• **Task objective**
From the entries that follow, gather each line holding the word "data".

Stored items
============
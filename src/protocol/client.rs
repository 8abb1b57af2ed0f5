//! Client side of a single exchange
//!
//! Each function drives exactly one request/response over a stream that the
//! caller has already opened. The returned duration covers only the exchange
//! itself, never connection setup.

use super::{digest, MessageType, HASH_LEN, UPLOAD_ACCEPTED};
use crate::error::AttemptError;
use rand::{rngs::OsRng, RngCore};
use std::time::{Duration, Instant};
use tokio::io::{AsyncRead, AsyncReadExt, AsyncWrite, AsyncWriteExt};

/// Request `size` bytes and verify them against the trailing hash.
///
/// The server must echo the requested size exactly. The hash is checked
/// after the clock stops, so a [`AttemptError::HashMismatch`] still carries
/// the measured duration.
pub async fn download<S>(stream: &mut S, size: u32) -> Result<Duration, AttemptError>
where
    S: AsyncRead + AsyncWrite + Unpin,
{
    let start = Instant::now();

    stream
        .write_all(&[MessageType::Download.tag()])
        .await
        .map_err(|e| AttemptError::transport("writing message type", e))?;
    stream
        .write_u32(size)
        .await
        .map_err(|e| AttemptError::transport("writing size", e))?;
    stream
        .flush()
        .await
        .map_err(|e| AttemptError::transport("flushing request", e))?;

    let response_size = stream
        .read_u32()
        .await
        .map_err(|e| AttemptError::transport("reading response size", e))?;
    if response_size != size {
        return Err(AttemptError::SizeMismatch {
            expected: size,
            actual: response_size,
        });
    }

    let mut data = vec![0u8; size as usize];
    stream
        .read_exact(&mut data)
        .await
        .map_err(|e| AttemptError::transport("reading data", e))?;

    let mut received_hash = [0u8; HASH_LEN];
    stream
        .read_exact(&mut received_hash)
        .await
        .map_err(|e| AttemptError::transport("reading hash", e))?;

    let elapsed = start.elapsed();

    if digest(&data) != received_hash {
        return Err(AttemptError::HashMismatch { elapsed });
    }

    Ok(elapsed)
}

/// Send `size` fresh random bytes and wait for the server's verdict
pub async fn upload<S>(stream: &mut S, size: u32) -> Result<Duration, AttemptError>
where
    S: AsyncRead + AsyncWrite + Unpin,
{
    let payload = random_payload(size)?;
    upload_payload(stream, &payload).await
}

/// Send a prepared payload and wait for the server's verdict.
///
/// Hashing happens before the clock starts; the clock stops once the
/// result byte arrives.
pub async fn upload_payload<S>(stream: &mut S, payload: &[u8]) -> Result<Duration, AttemptError>
where
    S: AsyncRead + AsyncWrite + Unpin,
{
    let size = u32::try_from(payload.len()).map_err(|_| {
        AttemptError::transport(
            "writing size",
            std::io::Error::new(std::io::ErrorKind::InvalidInput, "payload exceeds u32 length"),
        )
    })?;
    let hash = digest(payload);

    let start = Instant::now();

    stream
        .write_all(&[MessageType::Upload.tag()])
        .await
        .map_err(|e| AttemptError::transport("writing message type", e))?;
    stream
        .write_u32(size)
        .await
        .map_err(|e| AttemptError::transport("writing size", e))?;
    stream
        .write_all(payload)
        .await
        .map_err(|e| AttemptError::transport("writing data", e))?;
    stream
        .write_all(&hash)
        .await
        .map_err(|e| AttemptError::transport("writing hash", e))?;
    stream
        .flush()
        .await
        .map_err(|e| AttemptError::transport("flushing request", e))?;

    let code = stream
        .read_u8()
        .await
        .map_err(|e| AttemptError::transport("reading result", e))?;

    let elapsed = start.elapsed();

    if code != UPLOAD_ACCEPTED {
        return Err(AttemptError::ServerRejected { code, elapsed });
    }

    Ok(elapsed)
}

/// Fill a buffer from the operating system's CSPRNG.
///
/// A failing entropy source fails the attempt rather than sending a
/// partially filled buffer.
pub fn random_payload(size: u32) -> Result<Vec<u8>, AttemptError> {
    let mut payload = vec![0u8; size as usize];
    OsRng
        .try_fill_bytes(&mut payload)
        .map_err(|e| AttemptError::RandomSource(e.to_string()))?;
    Ok(payload)
}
============
• **Answer section**
    let mut data = vec![0u8; size as usize];
        .read_exact(&mut data)
        .map_err(|e| AttemptError::transport("reading data", e))?;
    if digest(&data) != received_hash {
        .map_err(|e| AttemptError::transport("writing data", e))?;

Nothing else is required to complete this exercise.